● **What the task asks**
Search the material below for the string "blank". Return every line that holds it.
== Data supplied
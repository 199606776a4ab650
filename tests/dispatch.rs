use std::collections::BTreeMap;
use std::sync::{Arc, Mutex};
use std::time::Duration;

use async_trait::async_trait;
use bytes::Bytes;
use http::StatusCode;
use rivet::{
    App, ContextHook, Error, ErrorKind, Formatter, HttpError, Method, Parser, Request, RequestContext, Resource,
    Response, UrlValues, context,
};
use serde_json::{Value, json};

fn echo(name: &str) -> Resource {
    Resource::new(name)
        .read(|vars: UrlValues| async move {
            let vars: BTreeMap<String, String> = vars.iter().map(|(k, v)| (k.to_owned(), v.to_owned())).collect();
            Ok::<_, Error>(json!({ "vars": vars }))
        })
        .write(|_: UrlValues, input: Value| async move { Ok::<_, Error>(input) })
}

#[tokio::test]
async fn unknown_paths_are_404() -> anyhow::Result<()> {
    let app = App::new();
    let res = app.handle(Request::get("/nowhere")).await;
    assert_eq!(res.status_code(), StatusCode::NOT_FOUND);
    assert_eq!(res.header("content-type"), Some("application/json"));
    assert!(res.json_body()?["message"].is_string());
    Ok(())
}

#[tokio::test]
async fn url_variables_reach_the_model() -> anyhow::Result<()> {
    let mut app = App::new();
    app.route(echo("echo"), "/users/{user}/posts/{post}")?;
    let res = app.handle(Request::get("/users/ann/posts/7")).await;
    assert_eq!(res.status_code(), StatusCode::OK);
    assert_eq!(res.json_body()?, json!({"vars": {"user": "ann", "post": "7"}}));
    Ok(())
}

#[tokio::test]
async fn url_variables_are_percent_decoded() -> anyhow::Result<()> {
    let mut app = App::new();
    app.route(echo("echo"), "/users/{name}")?;
    let res = app.handle(Request::get("/users/j%C3%BCrgen%20s")).await;
    assert_eq!(res.json_body()?, json!({"vars": {"name": "jürgen s"}}));

    let res = app.handle(Request::get("/users/%C3%28")).await;
    assert_eq!(res.status_code(), StatusCode::NOT_FOUND);
    Ok(())
}

#[tokio::test]
async fn unsupported_methods_are_405_with_allow() -> anyhow::Result<()> {
    let mut app = App::new();
    app.route(echo("echo"), "/echo")?;

    let res = app.handle(Request::delete("/echo")).await;
    assert_eq!(res.status_code(), StatusCode::METHOD_NOT_ALLOWED);
    assert_eq!(res.header("allow"), Some("GET, HEAD, PUT"));

    // POST is for collections only
    let res = app.handle(Request::post("/echo").with_json(&json!({}))).await;
    assert_eq!(res.status_code(), StatusCode::METHOD_NOT_ALLOWED);
    Ok(())
}

#[tokio::test]
async fn declared_methods_limit_a_route() -> anyhow::Result<()> {
    let mut app = App::new();
    app.route_with(echo("echo"), "/echo", &[Method::Get])?;
    let res = app.handle(Request::put("/echo").with_json(&json!({"a": 1}))).await;
    assert_eq!(res.status_code(), StatusCode::METHOD_NOT_ALLOWED);
    assert_eq!(res.header("allow"), Some("GET, HEAD"));
    Ok(())
}

#[tokio::test]
async fn put_round_trips_json() -> anyhow::Result<()> {
    let mut app = App::new();
    app.route(echo("echo"), "/echo")?;
    let res = app
        .handle(Request::put("/echo").with_header("content-type", "application/json; charset=utf-8").with_body(r#"{"a":[1,2]}"#))
        .await;
    assert_eq!(res.status_code(), StatusCode::OK);
    assert_eq!(res.json_body()?, json!({"a": [1, 2]}));

    let res = app.handle(Request::put("/echo").with_body("{broken")).await;
    assert_eq!(res.status_code(), StatusCode::BAD_REQUEST);
    Ok(())
}

#[tokio::test]
async fn missing_read_function_reads_empty_object() -> anyhow::Result<()> {
    let mut app = App::new();
    app.route(Resource::new("blank"), "/blank")?;
    let res = app.handle(Request::get("/blank")).await;
    assert_eq!(res.json_body()?, json!({}));
    Ok(())
}

#[tokio::test]
async fn unacceptable_formats_are_406() -> anyhow::Result<()> {
    let mut app = App::new();
    app.route(echo("echo"), "/echo")?;

    let res = app.handle(Request::get("/echo").with_header("accept", "text/html")).await;
    assert_eq!(res.status_code(), StatusCode::NOT_ACCEPTABLE);

    let res = app.handle(Request::get("/echo").with_header("accept", "text/html, application/*;q=0.5")).await;
    assert_eq!(res.status_code(), StatusCode::OK);
    Ok(())
}

#[tokio::test]
async fn resource_formatters_win_over_the_app() -> anyhow::Result<()> {
    let mut text = Formatter::new();
    text.register("text/plain", |v: &Value| Ok(Bytes::from(v.to_string())), true)?;

    let mut app = App::new();
    app.route(
        Resource::new("greeting")
            .read(|_: UrlValues| async { Ok::<_, Error>(json!("hi")) })
            .formatter(text),
        "/greeting",
    )?;

    let res = app.handle(Request::get("/greeting")).await;
    assert_eq!(res.header("content-type"), Some("text/plain"));
    assert_eq!(res.body(), &Bytes::from("\"hi\""));

    let res = app.handle(Request::get("/greeting").with_header("accept", "application/json")).await;
    assert_eq!(res.header("content-type"), Some("application/json"));
    Ok(())
}

#[tokio::test]
async fn unsupported_media_types_are_415() -> anyhow::Result<()> {
    let mut app = App::bare();
    app.parser_mut().register("application/json", rivet::json::deserialize, false)?;
    app.formatter_mut().register("application/json", |v: &Value| rivet::json::serialize(v, None), true)?;
    app.error_handler_mut().register(ErrorKind::Any, |e| rivet::json::error_response(e, None));
    app.route(echo("echo"), "/echo")?;

    let res = app.handle(Request::put("/echo").with_header("content-type", "text/plain").with_body("hello")).await;
    assert_eq!(res.status_code(), StatusCode::UNSUPPORTED_MEDIA_TYPE);

    let res = app.handle(Request::put("/echo").with_header("content-type", "application/json").with_body("{}")).await;
    assert_eq!(res.status_code(), StatusCode::OK);
    Ok(())
}

#[tokio::test]
async fn resource_parsers_are_tried_first() -> anyhow::Result<()> {
    let mut lines = Parser::new();
    lines.register(
        "text/plain",
        |body: &[u8], _: &BTreeMap<String, String>| Ok(json!(String::from_utf8_lossy(body).lines().collect::<Vec<_>>())),
        false,
    )?;

    let mut app = App::new();
    app.route(echo("echo").parser(lines), "/echo")?;
    let res = app.handle(Request::put("/echo").with_header("content-type", "text/plain").with_body("a\nb")).await;
    assert_eq!(res.json_body()?, json!(["a", "b"]));
    Ok(())
}

#[tokio::test]
async fn error_handlers_cascade() -> anyhow::Result<()> {
    let mut app = App::new();
    app.route(
        Resource::new("teapot")
            .read(|_: UrlValues| async { Err::<Value, _>(Error::Lookup("no tea".to_owned())) })
            .delete(|_: UrlValues| async { Err::<Value, _>(Error::bad_request("spilled")) })
            .error_handler(ErrorKind::Lookup, |_| {
                Ok(Response::builder().status(StatusCode::IM_A_TEAPOT).text("short and stout"))
            }),
        "/teapot",
    )?;
    app.route(
        Resource::new("broken").read(|_: UrlValues| async { Err::<Value, Error>(anyhow::anyhow!("disk on fire").into()) }),
        "/broken",
    )?;

    let res = app.handle(Request::get("/teapot")).await;
    assert_eq!(res.status_code(), StatusCode::IM_A_TEAPOT);

    let res = app.handle(Request::delete("/teapot")).await;
    assert_eq!(res.status_code(), StatusCode::BAD_REQUEST);
    assert_eq!(res.json_body()?, json!({"message": "spilled"}));

    let res = app.handle(Request::get("/broken")).await;
    assert_eq!(res.status_code(), StatusCode::INTERNAL_SERVER_ERROR);
    assert_eq!(res.json_body()?, json!({"message": "internal error"}));
    Ok(())
}

#[tokio::test]
async fn bare_apps_answer_unhandled_errors_with_empty_500() -> anyhow::Result<()> {
    let app = App::bare();
    let res = app.handle(Request::get("/")).await;
    assert_eq!(res.status_code(), StatusCode::INTERNAL_SERVER_ERROR);
    assert!(res.body().is_empty());
    Ok(())
}

#[tokio::test]
async fn model_replies_set_status_and_headers() -> anyhow::Result<()> {
    let mut app = App::new();
    app.route(
        Resource::new("accepted").write(|_: UrlValues, _: Value| async {
            Ok::<_, Error>(
                rivet::Reply::data(json!({"queued": true}))
                    .with_status(StatusCode::ACCEPTED)
                    .with_header("x-queue", "default"),
            )
        }),
        "/jobs",
    )?;
    let res = app.handle(Request::put("/jobs").with_json(&json!({}))).await;
    assert_eq!(res.status_code(), StatusCode::ACCEPTED);
    assert_eq!(res.header("x-queue"), Some("default"));
    Ok(())
}

// ── Hooks and context ─────────────────────────────────────────────────────────

struct Recorder {
    name: &'static str,
    log: Arc<Mutex<Vec<String>>>,
    fail_enter: bool,
}

#[async_trait]
impl ContextHook for Recorder {
    async fn enter(&self, ctx: &RequestContext) -> rivet::Result<()> {
        self.log.lock().unwrap().push(format!("enter {} {}", self.name, ctx.resource().name()));
        if self.fail_enter {
            return Err(HttpError::new(StatusCode::SERVICE_UNAVAILABLE, "closed").into());
        }
        Ok(())
    }

    async fn exit(&self, _ctx: &RequestContext) -> rivet::Result<()> {
        self.log.lock().unwrap().push(format!("exit {}", self.name));
        Ok(())
    }
}

#[tokio::test]
async fn hooks_nest_and_cleanup_always_runs() -> anyhow::Result<()> {
    let log = Arc::new(Mutex::new(Vec::new()));
    let mut app = App::new();
    app.route(echo("echo"), "/echo")?;
    app.context(Recorder { name: "outer", log: Arc::clone(&log), fail_enter: false })
        .context(Recorder { name: "inner", log: Arc::clone(&log), fail_enter: false });
    let cleanup_log = Arc::clone(&log);
    app.cleanup_hook(move || {
        cleanup_log.lock().unwrap().push("cleanup".to_owned());
        Ok(())
    });

    app.handle(Request::get("/echo")).await;
    assert_eq!(
        *log.lock().unwrap(),
        ["enter outer echo", "enter inner echo", "exit inner", "exit outer", "cleanup"]
    );

    log.lock().unwrap().clear();
    app.handle(Request::get("/missing")).await;
    assert_eq!(*log.lock().unwrap(), ["cleanup"]);
    Ok(())
}

#[tokio::test]
async fn failed_enter_skips_the_model_and_later_hooks() -> anyhow::Result<()> {
    let log = Arc::new(Mutex::new(Vec::new()));
    let mut app = App::new();
    app.route(echo("echo"), "/echo")?;
    app.context(Recorder { name: "outer", log: Arc::clone(&log), fail_enter: false })
        .context(Recorder { name: "gate", log: Arc::clone(&log), fail_enter: true })
        .context(Recorder { name: "never", log: Arc::clone(&log), fail_enter: false });

    let res = app.handle(Request::get("/echo")).await;
    assert_eq!(res.status_code(), StatusCode::SERVICE_UNAVAILABLE);
    assert_eq!(*log.lock().unwrap(), ["enter outer echo", "enter gate echo", "exit outer"]);
    Ok(())
}

#[tokio::test]
async fn concurrent_requests_see_their_own_context() -> anyhow::Result<()> {
    let mut app = App::new();
    app.route(
        Resource::new("slow").read(|vars: UrlValues| async move {
            let before = context::current().map(|c| c.request().path().to_owned());
            let delay: u64 = vars.parse("ms")?;
            tokio::time::sleep(Duration::from_millis(delay)).await;
            let after = context::current().map(|c| c.request().path().to_owned());
            Ok::<_, Error>(json!({ "before": before, "after": after }))
        }),
        "/slow/{ms}",
    )?;
    let app = Arc::new(app);

    let handles: Vec<_> = [40, 10, 25, 0, 30]
        .into_iter()
        .map(|ms| {
            let app = Arc::clone(&app);
            tokio::spawn(async move { (ms, app.handle(Request::get(&format!("/slow/{ms}"))).await) })
        })
        .collect();

    for handle in handles {
        let (ms, res) = handle.await?;
        let path = format!("/slow/{ms}");
        assert_eq!(res.json_body()?, json!({"before": path, "after": path}));
    }
    assert!(context::current().is_none());
    Ok(())
}

#[tokio::test]
async fn pre_processor_sees_parsed_input() -> anyhow::Result<()> {
    let mut app = App::new();
    app.route(echo("echo"), "/echo")?;
    app.pre_processor().push(|mut v: Value| {
        v["stamped"] = json!(true);
        Ok(v)
    });
    let res = app.handle(Request::put("/echo").with_json(&json!({"a": 1}))).await;
    assert_eq!(res.json_body()?, json!({"a": 1, "stamped": true}));
    Ok(())
}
====
● **Solution for this exercise**
    app.route(Resource::new("blank"), "/blank")?;
    let res = app.handle(Request::get("/blank")).await;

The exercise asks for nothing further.